The new Stans Flow rims and F/B 2.3 Neo Motos of course  Front hub is the new Hope Pro 2 Evo setup for a 9mm thru axle. Rear is my trusty Hadley setup for 10mm thru axle. I'll be trying the new DT Swiss aluminum handle RWS thru bolts (hopefully better than the fragile composite ones). My wheelbuilder will probably use Sapim Force triple butted spokes.

Hope hub sourced from the UK for $74 and free shipping (had to buy an extra item for $10 to get the free shipping so that was easy) Nobody in the states I found could match that price.

Ok, what is the FD issue in the granny gear? Tire contact? If so I know Shimano makes a shorter E type FD. SLX M665E designed for 22-36 rings only. Not for a triple which is the stock XT FD I have on there now but with the 3rd ring removed, a bash installed and the limit screw adjusted accordingly.


----------



## shenny88 (Sep 24, 2009)




----------



## Sheepo5669 (May 14, 2010)

bsieb said:


> Another 2.4 Ardent... for the rear of my Karate Monkey. Wanna rock 22 psi.


22 is doable for sure. I rock around 19-20 on my flow w/ stans tubeless and it rides like a dream. Not squirrlly at all


----------



## mharon47 (Sep 1, 2010)

Just upgraded my 2008 Specialized rockhopper from 8 speed cassette to a 9. Put on SLX and Deore components.


----------



## HighLife420 (Apr 5, 2011)

Got my shifters on today. Went from x5 to new x7. Very glad I did. They don't come with a display, but never looked at those anyway.


----------



## branthopolis (Apr 25, 2010)

x9 rear, x0 twisties and xtr chain

new forks will be next.. :thumbsup:


----------



## nachomc (Apr 26, 2006)

SRAM PC 850 for my commuter
SRAM PC 1for my mtb

I hate replacing chains.


----------



## dirt farmer (Mar 28, 2005)

Osprey Raptor 18 hydration pack, XL size. 

And an Azonic jersey


----------



## Remy Darke (Mar 18, 2008)

XT shifter pod to replace my dual control lever now that I switched to hydros, Raceface Respond bar and 60mm stem. Plus some various red bits.

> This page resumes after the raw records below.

//! The DAG scheduler: ready-set computation, parallelism-bounded dispatch,
//! retry, failure cascade, stuck detection, and cooperative cancellation.

use std::collections::HashMap;
use std::sync::Arc;
use std::time::{Duration, Instant};

use parking_lot::Mutex;
use scriptorium_config::OrchestratorConfig;
use scriptorium_contracts::{
    ErrorKind, FailureClass, TaskError, TaskId, TaskInput, TaskResult, TaskStatus,
    UpstreamOutput, WorkerId,
};
use scriptorium_resilience::retry_classified;
use scriptorium_workers::{Worker, WorkerRegistry};
use tokio::sync::mpsc;
use tokio_util::sync::CancellationToken;
use tracing::{debug, warn};

use crate::metrics::MetricsCollector;
use crate::workflow::{Workflow, WorkflowFailure};

/// Message sent by an execution unit when its task terminates.
struct TaskOutcome {
    task_id: TaskId,
    worker_id: WorkerId,
    outcome: Result<TaskResult, TaskError>,
    /// The worker observed the cancellation signal and returned cleanly.
    cancelled_by_worker: bool,
    processing_time_s: f64,
    attempts: u32,
}

/// A task prepared for dispatch while the workflow lock was held.
struct Dispatch {
    task_id: TaskId,
    worker: Arc<dyn Worker>,
    input: TaskInput,
    timeout: Duration,
}

/// Failure of a single execution attempt, classified for retry.
enum AttemptError {
    Worker(scriptorium_workers::WorkerError),
    Timeout(u64),
}

impl AttemptError {
    fn classification(&self) -> FailureClass {
        match self {
            Self::Worker(err) => err.classification(),
            Self::Timeout(_) => FailureClass::Transient,
        }
    }

    fn to_task_error(&self) -> TaskError {
        match self {
            Self::Worker(err) => err.to_task_error(),
            Self::Timeout(timeout_s) => TaskError {
                kind: ErrorKind::DeadlineExceeded,
                message: format!("task exceeded its {timeout_s}s timeout"),
                classification: FailureClass::Transient,
            },
        }
    }
}

impl std::fmt::Display for AttemptError {
    fn fmt(&self, f: &mut std::fmt::Formatter<'_>) -> std::fmt::Result {
        match self {
            Self::Worker(err) => err.fmt(f),
            Self::Timeout(timeout_s) => write!(f, "timed out after {timeout_s}s"),
        }
    }
}

/// Execute a workflow's tasks to a terminal state. Returns whether
/// cancellation was requested before completion.
pub async fn execute(
    workflow: &Mutex<Workflow>,
    registry: &WorkerRegistry,
    config: &OrchestratorConfig,
    metrics: &MetricsCollector,
    cancel: &CancellationToken,
) -> bool {
    let (tx, mut rx) = mpsc::unbounded_channel::<TaskOutcome>();
    let mut in_flight = 0usize;
    let deadline = config
        .workflow_deadline_s
        .map(|secs| Instant::now() + Duration::from_secs(secs));

    loop {
        if cancel.is_cancelled() {
            drain_cancelled(workflow, config, &mut rx, &mut in_flight, metrics).await;
            return true;
        }

        // dispatch as many ready tasks as the cap allows
        let dispatches = prepare_dispatches(workflow, registry, config, in_flight, metrics);
        for dispatch in dispatches {
            in_flight += 1;
            spawn_unit(dispatch, config.retry.clone(), cancel.clone(), tx.clone());
        }

        {
            let wf = workflow.lock();
            if wf.tasks.iter().all(|t| t.status.is_terminal()) {
                return false;
            }
        }

        if in_flight == 0 {
            mark_stuck(workflow);
            return false;
        }

        let received = match deadline {
            Some(deadline) => tokio::select! {
                outcome = rx.recv() => outcome,
                _ = tokio::time::sleep_until(tokio::time::Instant::from_std(deadline)) => {
                    warn!("workflow deadline exceeded, cancelling");
                    cancel.cancel();
                    continue;
                }
                _ = cancel.cancelled() => continue,
            },
            None => tokio::select! {
                outcome = rx.recv() => outcome,
                _ = cancel.cancelled() => continue,
            },
        };

        if let Some(outcome) = received {
            in_flight -= 1;
            apply_outcome(workflow, outcome, metrics);
        }
    }
}

/// Compute the ready set under the lock and mark the dispatched slice
/// running.
fn prepare_dispatches(
    workflow: &Mutex<Workflow>,
    registry: &WorkerRegistry,
    config: &OrchestratorConfig,
    in_flight: usize,
    metrics: &MetricsCollector,
) -> Vec<Dispatch> {
    let mut wf = workflow.lock();

    let completed: Vec<TaskId> = wf
        .tasks
        .iter()
        .filter(|t| t.status == TaskStatus::Completed)
        .map(|t| t.id.clone())
        .collect();
    let upstream_content: HashMap<TaskId, UpstreamOutput> = wf
        .tasks
        .iter()
        .filter_map(|t| {
            t.result.as_ref().map(|r| {
                (t.id.clone(), UpstreamOutput {
                    worker: t.worker_id,
                    output_kind: r.output_kind,
                    content: r.content.clone(),
                })
            })
        })
        .collect();

    let mut ready: Vec<(TaskId, scriptorium_contracts::TaskPriority, chrono::DateTime<chrono::Utc>)> = wf
        .tasks
        .iter()
        .filter(|t| {
            t.status == TaskStatus::Pending
                && t.dependencies.iter().all(|d| completed.contains(d))
        })
        .map(|t| (t.id.clone(), t.priority, t.created_at))
        .collect();
    ready.sort_by(|a, b| b.1.cmp(&a.1).then(a.2.cmp(&b.2)));

    let slots = config.parallelism.saturating_sub(in_flight);
    let mut dispatches = Vec::new();
    for (task_id, _, _) in ready.into_iter().take(slots) {
        let Some(task) = wf.task_mut(&task_id) else { continue };
        let worker_id = task.worker_id;
        match registry.get(worker_id) {
            Some(worker) => {
                task.status = TaskStatus::Running;
                task.started_at = Some(chrono::Utc::now());
                task.attempts += 1;
                let mut input = task.input.clone();
                // dependency order is breakdown order, which downstream
                // workers rely on to find the current revision
                for dep in &task.dependencies {
                    if let Some(upstream) = upstream_content.get(dep) {
                        input.upstream.push(upstream.clone());
                    }
                }
                let timeout = Duration::from_secs(if worker.metadata().timeout_s > 0 {
                    worker.metadata().timeout_s
                } else {
                    config.task_timeout_s
                });
                debug!(task = %task_id, worker = %worker_id, "dispatching task");
                dispatches.push(Dispatch { task_id, worker, input, timeout });
            }
            None => {
                warn!(task = %task_id, worker = %worker_id, "worker unavailable");
                task.status = TaskStatus::Failed;
                task.completed_at = Some(chrono::Utc::now());
                task.error = Some(TaskError::permanent(
                    ErrorKind::WorkerUnavailable,
                    format!("worker {worker_id} is not registered"),
                ));
                metrics.task_finished(worker_id, false, 0.0);
                cascade_dependency_failure(&mut wf, &task_id);
            }
        }
    }
    dispatches
}

/// Run one task on its own execution unit, retrying transient failures
/// with backoff, and report the outcome over the completion channel.
fn spawn_unit(
    dispatch: Dispatch,
    retry: scriptorium_resilience::RetryConfig,
    cancel: CancellationToken,
    tx: mpsc::UnboundedSender<TaskOutcome>,
) {
    tokio::spawn(async move {
        let Dispatch { task_id, worker, input, timeout } = dispatch;
        let worker_id = worker.metadata().id;
        let started = Instant::now();

        let (result, retry_outcome) = retry_classified(
            &retry,
            AttemptError::classification,
            || {
                let worker = worker.clone();
                let input = input.clone();
                let cancel = cancel.clone();
                async move {
                    match tokio::time::timeout(timeout, worker.execute(&input, cancel)).await {
                        Ok(Ok(result)) => Ok(result),
                        Ok(Err(err)) => Err(AttemptError::Worker(err)),
                        Err(_) => Err(AttemptError::Timeout(timeout.as_secs())),
                    }
                }
            },
        )
        .await;

        let cancelled_by_worker = matches!(
            &result,
            Err(AttemptError::Worker(scriptorium_workers::WorkerError::Cancelled))
        );
        let outcome = TaskOutcome {
            task_id,
            worker_id,
            outcome: result.map_err(|err| err.to_task_error()),
            cancelled_by_worker,
            processing_time_s: started.elapsed().as_secs_f64(),
            attempts: retry_outcome.attempts,
        };
        // receiver gone means the scheduler already gave up on us
        let _ = tx.send(outcome);
    });
}

/// Record a terminated task and cascade permanent failures to dependents.
fn apply_outcome(workflow: &Mutex<Workflow>, outcome: TaskOutcome, metrics: &MetricsCollector) {
    let mut wf = workflow.lock();
    let TaskOutcome {
        task_id,
        worker_id,
        outcome,
        cancelled_by_worker,
        processing_time_s,
        attempts,
    } = outcome;
    let succeeded = outcome.is_ok();

    if let Some(task) = wf.task_mut(&task_id) {
        task.completed_at = Some(chrono::Utc::now());
        task.processing_time_s += processing_time_s;
        task.attempts = attempts;
        match outcome {
            Ok(result) => {
                task.status = TaskStatus::Completed;
                task.result = Some(result);
            }
            Err(_) if cancelled_by_worker => {
                // a clean cooperative cancel carries no error
                task.status = TaskStatus::Cancelled;
            }
            Err(error) => {
                task.status = TaskStatus::Failed;
                task.error = Some(error);
            }
        }
    }
    metrics.task_finished(worker_id, succeeded, processing_time_s);

    if !succeeded && !cancelled_by_worker {
        cascade_dependency_failure(&mut wf, &task_id);
    }
}

/// Mark every pending transitive dependent of `failed_id` cancelled.
fn cascade_dependency_failure(wf: &mut Workflow, failed_id: &TaskId) {
    let dependents = wf.transitive_dependents(failed_id);
    for id in dependents {
        if let Some(task) = wf.task_mut(&id) {
            if task.status == TaskStatus::Pending {
                task.status = TaskStatus::Cancelled;
                task.completed_at = Some(chrono::Utc::now());
                task.error = Some(TaskError::permanent(
                    ErrorKind::DependencyFailed,
                    format!("dependency {failed_id} failed"),
                ));
            }
        }
    }
}

/// Ready set empty, nothing running, work remaining: fail the workflow and
/// report the pending set as evidence.
fn mark_stuck(workflow: &Mutex<Workflow>) {
    let mut wf = workflow.lock();
    let pending: Vec<TaskId> = wf
        .tasks
        .iter()
        .filter(|t| t.status == TaskStatus::Pending)
        .map(|t| t.id.clone())
        .collect();
    warn!(pending = ?pending, "workflow stuck, failing");
    for id in &pending {
        if let Some(task) = wf.task_mut(id) {
            task.status = TaskStatus::Cancelled;
            task.completed_at = Some(chrono::Utc::now());
            task.error = Some(TaskError::permanent(
                ErrorKind::DeadlockOrMissingDependency,
                "task never became ready",
            ));
        }
    }
    wf.failure = Some(WorkflowFailure {
        kind: ErrorKind::DeadlockOrMissingDependency,
        message: "no task became ready while work remained".to_string(),
        failing_task_id: None,
        evidence: pending.iter().map(|id| id.to_string()).collect(),
    });
}

/// After cancellation: stop dispatching, give running tasks a bounded
/// grace period, then force-abandon whatever did not return.
async fn drain_cancelled(
    workflow: &Mutex<Workflow>,
    config: &OrchestratorConfig,
    rx: &mut mpsc::UnboundedReceiver<TaskOutcome>,
    in_flight: &mut usize,
    metrics: &MetricsCollector,
) {
    let grace = Duration::from_secs(config.cancellation_grace_s);
    let grace_deadline = Instant::now() + grace;

    while *in_flight > 0 {
        let remaining = grace_deadline.saturating_duration_since(Instant::now());
        if remaining.is_zero() {
            break;
        }
        match tokio::time::timeout(remaining, rx.recv()).await {
            Ok(Some(outcome)) => {
                *in_flight -= 1;
                apply_outcome(workflow, outcome, metrics);
            }
            Ok(None) | Err(_) => break,
        }
    }

    let mut wf = workflow.lock();
    for task in wf.tasks.iter_mut() {
        match task.status {
            TaskStatus::Running => {
                task.status = TaskStatus::Cancelled;
                task.completed_at = Some(chrono::Utc::now());
                task.error = Some(TaskError::permanent(
                    ErrorKind::CancellationGraceExceeded,
                    format!("task did not return within the {}s grace period", grace.as_secs()),
                ));
            }
            TaskStatus::Pending => {
                task.status = TaskStatus::Cancelled;
                task.completed_at = Some(chrono::Utc::now());
            }
            _ => {}
        }
    }
}
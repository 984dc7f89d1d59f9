//! Research assistant: gathers supporting facts and sources. Its output is
//! attached as notes rather than replacing the draft.

use std::sync::Arc;

use async_trait::async_trait;
use scriptorium_backend::GenerationBackend;
use scriptorium_config::BackendConfig;
use scriptorium_contracts::{OutputKind, TaskInput, TaskKind, TaskResult, WorkerId};
use tokio_util::sync::CancellationToken;

use crate::engine::WorkerEngine;
use crate::error::WorkerError;
use crate::traits::{Worker, WorkerCapabilities, WorkerHealth, WorkerMetadata};

pub struct ResearchAssistant {
    engine: WorkerEngine,
}

impl ResearchAssistant {
    pub fn new(backend: Arc<dyn GenerationBackend>, config: BackendConfig) -> Self {
        let metadata = WorkerMetadata {
            id: WorkerId::ResearchAssistant,
            name: "Research Assistant".into(),
            keywords: ["research", "find", "investigate", "fact-check", "sources"]
                .map(String::from)
                .to_vec(),
            supported_task_kinds: vec![TaskKind::Research, TaskKind::Review],
            max_input_chars: 60_000,
            delegable: true,
            timeout_s: 45,
        };
        Self { engine: WorkerEngine::new(metadata, backend, config) }
    }

    fn build_prompt(input: &TaskInput) -> String {
        let mut prompt = format!(
            "You are a research assistant. Gather verifiable facts, figures, and \
             sources relevant to the assignment below. Present findings as concise \
             notes with one claim per line and a source attribution where known.\n\n\
             Assignment: {}\n",
            input.description
        );
        if let Some(context) = &input.context {
            prompt.push_str(&format!("\nContext:\n{context}\n"));
        }
        prompt
    }
}

#[async_trait]
impl Worker for ResearchAssistant {
    fn metadata(&self) -> &WorkerMetadata {
        &self.engine.metadata
    }

    fn capabilities(&self) -> WorkerCapabilities {
        WorkerCapabilities {
            confidence_by_kind: [(TaskKind::Research, 0.9), (TaskKind::Review, 0.6)]
                .into_iter()
                .collect(),
            audiences: vec!["general".into()],
            languages: vec!["en".into()],
            collaboration_ready: true,
        }
    }

    async fn execute(
        &self,
        input: &TaskInput,
        cancel: CancellationToken,
    ) -> Result<TaskResult, WorkerError> {
        self.can_handle(input)?;
        let prompt = Self::build_prompt(input);
        self.engine
            .run_prompt(prompt, 200, OutputKind::Notes, &["source"], cancel)
            .await
    }

    fn health(&self) -> WorkerHealth {
        self.engine.health()
    }
}

#[cfg(test)]
mod tests {
    use super::*;
    use scriptorium_backend::ScriptedBackend;

    #[tokio::test]
    async fn research_output_is_notes() {
        let worker = ResearchAssistant::new(
            Arc::new(ScriptedBackend::new().with_default("CRISPR was adapted in 2012. source: Doudna")),
            BackendConfig::default(),
        );
        let input = TaskInput {
            description: "Research CRISPR base editing".into(),
            request_content: "Summarize the latest research".into(),
            ..TaskInput::default()
        };
        let result = worker.execute(&input, CancellationToken::new()).await.unwrap();
        assert_eq!(result.output_kind, OutputKind::Notes);
    }
}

Oh yeah and a Turner jersey. Forgot about that.


----------



## LocoMarc (Sep 28, 2004)

RS Lyrik Solo Air RC2DH


----------



## HighLife420 (Apr 5, 2011)

love my ESI chunkies so much, bought another pair in blue and some light weight blue headset spacers from EBAY....


----------



## What&son (Jan 13, 2004)

*xtr bits*

Just got an Ice-Tech 160 rear rotor. Hopefully this one doesn´t get play at the rivets like the older xtr did (had this happen on 2 of them). So far, very nice. They have a larger braking surface, and feel more powerful...
Also got a pair of xtr shifters. I never liked the overall quality of the XT´s. Not too bad, but pretty far from the quality I think an XT part has to offer. These XTR have more quality allover, feel, construcion and even looks better. Also, so far, very nice shifters.


----------



## sasquatch rides a SS (Dec 27, 2010)

What&son said:


> Just got an Ice-Tech 160 rear rotor.


I don't have any experience using centerlock rotors...will a cassette lockring tool work on that lockring? Looks like it could...


----------



## Bilirubin (Mar 6, 2010)

Got a pair of High Rollers.


----------



## What&son (Jan 13, 2004)

sasquatch rides a SS said:


> I don't have any experience using centerlock rotors...will a cassette lockring tool work on that lockring? Looks like it could...


Yes, same tool.


----------



## nachomc (Apr 26, 2006)

I <3 center lock. I wish 6-bolt weren't so popular. Center lock is SO much simpler.


----------



## HighLife420 (Apr 5, 2011)

they weigh a ton though, i mean...for the weight weens out there.


----------



## Harold (Dec 23, 2003)

Just installed Gore Ride-On shift cables and an Avid Rollamajig on my FSR to get rid of the annoying cable loop hanging off the back. The rear shifts Niiiice now. I think I like the feel of these cables better than the XTR's I had before. I definitely appreciate the lack of all the rubbery bits.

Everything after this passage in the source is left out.